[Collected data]
========================================================================
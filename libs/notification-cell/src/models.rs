use chrono::NaiveDate;
use thiserror::Error;
use uuid::Uuid;

use shared_database::StoreError;
use shared_models::clinic::{AppointmentStatus, UserType};
use shared_models::error::AppError;

pub const DOCTOR_DASHBOARD_LINK: &str = "/doctor/dashboard";
pub const PATIENT_DASHBOARD_LINK: &str = "/patient/dashboard";

/// Notification about to be stored for one recipient.
#[derive(Debug, Clone, PartialEq)]
pub struct NotificationDraft {
    pub user_id: Uuid,
    pub user_type: UserType,
    pub message: String,
    pub link: String,
}

impl NotificationDraft {
    pub fn appointment_booked(doctor_id: Uuid, patient_name: &str, date: NaiveDate, time_slot: &str) -> Self {
        Self {
            user_id: doctor_id,
            user_type: UserType::Doctor,
            message: format!(
                "New appointment booked by {} on {} at {}",
                patient_name,
                date.format("%B %-d, %Y"),
                time_slot
            ),
            link: DOCTOR_DASHBOARD_LINK.to_string(),
        }
    }

    pub fn appointment_rescheduled(doctor_id: Uuid, patient_name: &str, date: NaiveDate, time_slot: &str) -> Self {
        Self {
            user_id: doctor_id,
            user_type: UserType::Doctor,
            message: format!(
                "{} rescheduled their appointment to {} at {}",
                patient_name,
                date.format("%B %-d, %Y"),
                time_slot
            ),
            link: DOCTOR_DASHBOARD_LINK.to_string(),
        }
    }

    pub fn status_changed(patient_id: Uuid, doctor_name: &str, date: NaiveDate, status: AppointmentStatus) -> Self {
        Self {
            user_id: patient_id,
            user_type: UserType::Patient,
            message: format!(
                "Your appointment with {} on {} is now {}",
                doctor_name,
                date.format("%B %-d, %Y"),
                status
            ),
            link: PATIENT_DASHBOARD_LINK.to_string(),
        }
    }
}

#[derive(Debug, Error)]
pub enum NotificationError {
    #[error("Notification not found: {0}")]
    NotFound(Uuid),

    #[error(transparent)]
    Store(#[from] StoreError),
}

impl From<NotificationError> for AppError {
    fn from(error: NotificationError) -> Self {
        match error {
            NotificationError::NotFound(_) => AppError::NotFound("Notification not found".to_string()),
            NotificationError::Store(e) => e.into(),
        }
    }
}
========================================================================
- **About this task**
Every entry is to be transcribed exactly as it stands.

- **Solution for this task**
filename libs/notification-cell/src/models.rs
use chrono::NaiveDate;
use thiserror::Error;
use uuid::Uuid;

use shared_database::StoreError;
use shared_models::clinic::{AppointmentStatus, UserType};
use shared_models::error::AppError;

pub const DOCTOR_DASHBOARD_LINK: &str = "/doctor/dashboard";
pub const PATIENT_DASHBOARD_LINK: &str = "/patient/dashboard";

/// Notification about to be stored for one recipient.
#[derive(Debug, Clone, PartialEq)]
pub struct NotificationDraft {
    pub user_id: Uuid,
    pub user_type: UserType,
    pub message: String,
    pub link: String,
}

impl NotificationDraft {
    pub fn appointment_booked(doctor_id: Uuid, patient_name: &str, date: NaiveDate, time_slot: &str) -> Self {
        Self {
            user_id: doctor_id,
            user_type: UserType::Doctor,
            message: format!(
                "New appointment booked by {} on {} at {}",
                patient_name,
                date.format("%B %-d, %Y"),
                time_slot
            ),
            link: DOCTOR_DASHBOARD_LINK.to_string(),
        }
    }

    pub fn appointment_rescheduled(doctor_id: Uuid, patient_name: &str, date: NaiveDate, time_slot: &str) -> Self {
        Self {
            user_id: doctor_id,
            user_type: UserType::Doctor,
            message: format!(
                "{} rescheduled their appointment to {} at {}",
                patient_name,
                date.format("%B %-d, %Y"),
                time_slot
            ),
            link: DOCTOR_DASHBOARD_LINK.to_string(),
        }
    }

    pub fn status_changed(patient_id: Uuid, doctor_name: &str, date: NaiveDate, status: AppointmentStatus) -> Self {
        Self {
            user_id: patient_id,
            user_type: UserType::Patient,
            message: format!(
                "Your appointment with {} on {} is now {}",
                doctor_name,
                date.format("%B %-d, %Y"),
                status
            ),
            link: PATIENT_DASHBOARD_LINK.to_string(),
        }
    }
}

#[derive(Debug, Error)]
pub enum NotificationError {
    #[error("Notification not found: {0}")]
    NotFound(Uuid),

    #[error(transparent)]
    Store(#[from] StoreError),
}

impl From<NotificationError> for AppError {
    fn from(error: NotificationError) -> Self {
        match error {
            NotificationError::NotFound(_) => AppError::NotFound("Notification not found".to_string()),
            NotificationError::Store(e) => e.into(),
        }
    }
}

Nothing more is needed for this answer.